====== Material supplied

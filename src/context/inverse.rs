//! Inverse context, used to select terms during compaction.
//!
//! See <https://www.w3.org/TR/json-ld11-api/#inverse-context-creation>.
use std::collections::HashMap;

use super::{ActiveContext, TermDefinition, Type};

/// Selection table of a container entry.
#[derive(Clone, Copy, PartialEq, Eq, Debug)]
pub enum Selection {
	/// `@language` table.
	Language,

	/// `@type` table.
	Type,

	/// `@any` table.
	Any,
}

struct InverseContainer {
	language: HashMap<String, String>,
	typ: HashMap<String, String>,
	any: HashMap<String, String>,
}

impl InverseContainer {
	fn new(term: &str) -> Self {
		let mut any = HashMap::new();
		any.insert("@none".to_owned(), term.to_owned());
		Self {
			language: HashMap::new(),
			typ: HashMap::new(),
			any,
		}
	}

	fn table(&self, selection: Selection) -> &HashMap<String, String> {
		match selection {
			Selection::Language => &self.language,
			Selection::Type => &self.typ,
			Selection::Any => &self.any,
		}
	}
}

fn set_default(map: &mut HashMap<String, String>, key: impl Into<String>, term: &str) {
	map.entry(key.into()).or_insert_with(|| term.to_owned());
}

/// Inverse definition: the terms mapped to a given IRI, per container.
#[derive(Default)]
struct InverseDefinition {
	map: HashMap<String, InverseContainer>,
}

/// Inverse context.
pub struct InverseContext {
	map: HashMap<String, InverseDefinition>,
}

impl InverseContext {
	/// Checks if some term maps to the given IRI.
	pub fn contains(&self, iri: &str) -> bool {
		self.map.contains_key(iri)
	}

	/// Term selection.
	///
	/// Returns the first term found for `iri`, trying each container in
	/// order, then each preferred value in order in the `selection` table.
	///
	/// See <https://www.w3.org/TR/json-ld11-api/#term-selection>.
	pub fn select<C: AsRef<str>, P: AsRef<str>>(
		&self,
		iri: &str,
		containers: &[C],
		selection: Selection,
		preferred_values: &[P],
	) -> Option<&str> {
		let definition = self.map.get(iri)?;
		for container in containers {
			if let Some(entry) = definition.map.get(container.as_ref()) {
				let table = entry.table(selection);
				for item in preferred_values {
					if let Some(term) = table.get(item.as_ref()) {
						return Some(term);
					}
				}
			}
		}

		None
	}
}

/// Container key of a term definition (`@none` for an empty container
/// mapping).
fn container_key(definition: &TermDefinition) -> String {
	if definition.container.is_empty() {
		"@none".to_owned()
	} else {
		let mut items: Vec<&str> = definition.container.iter().map(|i| i.as_str()).collect();
		items.sort_unstable();
		items.concat()
	}
}

impl<'a> From<&'a ActiveContext> for InverseContext {
	fn from(context: &'a ActiveContext) -> Self {
		let default_language = context
			.default_language()
			.map(str::to_lowercase)
			.unwrap_or_else(|| "@none".to_owned());

		let mut terms: Vec<(&str, &TermDefinition)> = context
			.definitions()
			.map(|(term, definition)| (term.as_str(), definition))
			.collect();
		terms.sort_by(|(a, _), (b, _)| a.len().cmp(&b.len()).then_with(|| a.cmp(b)));

		let mut map: HashMap<String, InverseDefinition> = HashMap::new();
		for (term, definition) in terms {
			let Some(iri) = definition.iri() else {
				continue;
			};

			let container = container_key(definition);
			let entry = map
				.entry(iri.to_owned())
				.or_default()
				.map
				.entry(container)
				.or_insert_with(|| InverseContainer::new(term));

			if definition.reverse_property {
				set_default(&mut entry.typ, "@reverse", term)
			} else if definition.typ == Some(Type::None) {
				set_default(&mut entry.language, "@any", term);
				set_default(&mut entry.typ, "@any", term)
			} else if let Some(typ) = &definition.typ {
				set_default(&mut entry.typ, typ.as_str(), term)
			} else if let (Some(language), Some(direction)) =
				(&definition.language, &definition.direction)
			{
				let lang_dir = match (language, direction) {
					(Some(l), Some(d)) => format!("{}_{}", l, d).to_lowercase(),
					(Some(l), None) => l.to_lowercase(),
					(None, Some(d)) => format!("_{d}"),
					(None, None) => "@null".to_owned(),
				};
				set_default(&mut entry.language, lang_dir, term)
			} else if let Some(language) = &definition.language {
				let language = match language {
					Some(l) => l.to_lowercase(),
					None => "@null".to_owned(),
				};
				set_default(&mut entry.language, language, term)
			} else if let Some(direction) = &definition.direction {
				let direction = match direction {
					Some(d) => format!("_{d}"),
					None => "@none".to_owned(),
				};
				set_default(&mut entry.language, direction, term)
			} else if let Some(direction) = context.default_base_direction() {
				let lang_dir = match context.default_language() {
					Some(l) => format!("{}_{}", l, direction).to_lowercase(),
					None => format!("_{direction}"),
				};
				set_default(&mut entry.language, lang_dir, term);
				set_default(&mut entry.language, "@none", term);
				set_default(&mut entry.typ, "@none", term)
			} else {
				set_default(&mut entry.language, default_language.clone(), term);
				set_default(&mut entry.language, "@none", term);
				set_default(&mut entry.typ, "@none", term)
			}
		}

		Self { map }
	}
}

============

Only lines containing the string "impl" belong in the answer; find them in the data above and copy them.

impl InverseContainer {
fn set_default(map: &mut HashMap<String, String>, key: impl Into<String>, term: &str) {
impl InverseContext {
impl<'a> From<&'a ActiveContext> for InverseContext {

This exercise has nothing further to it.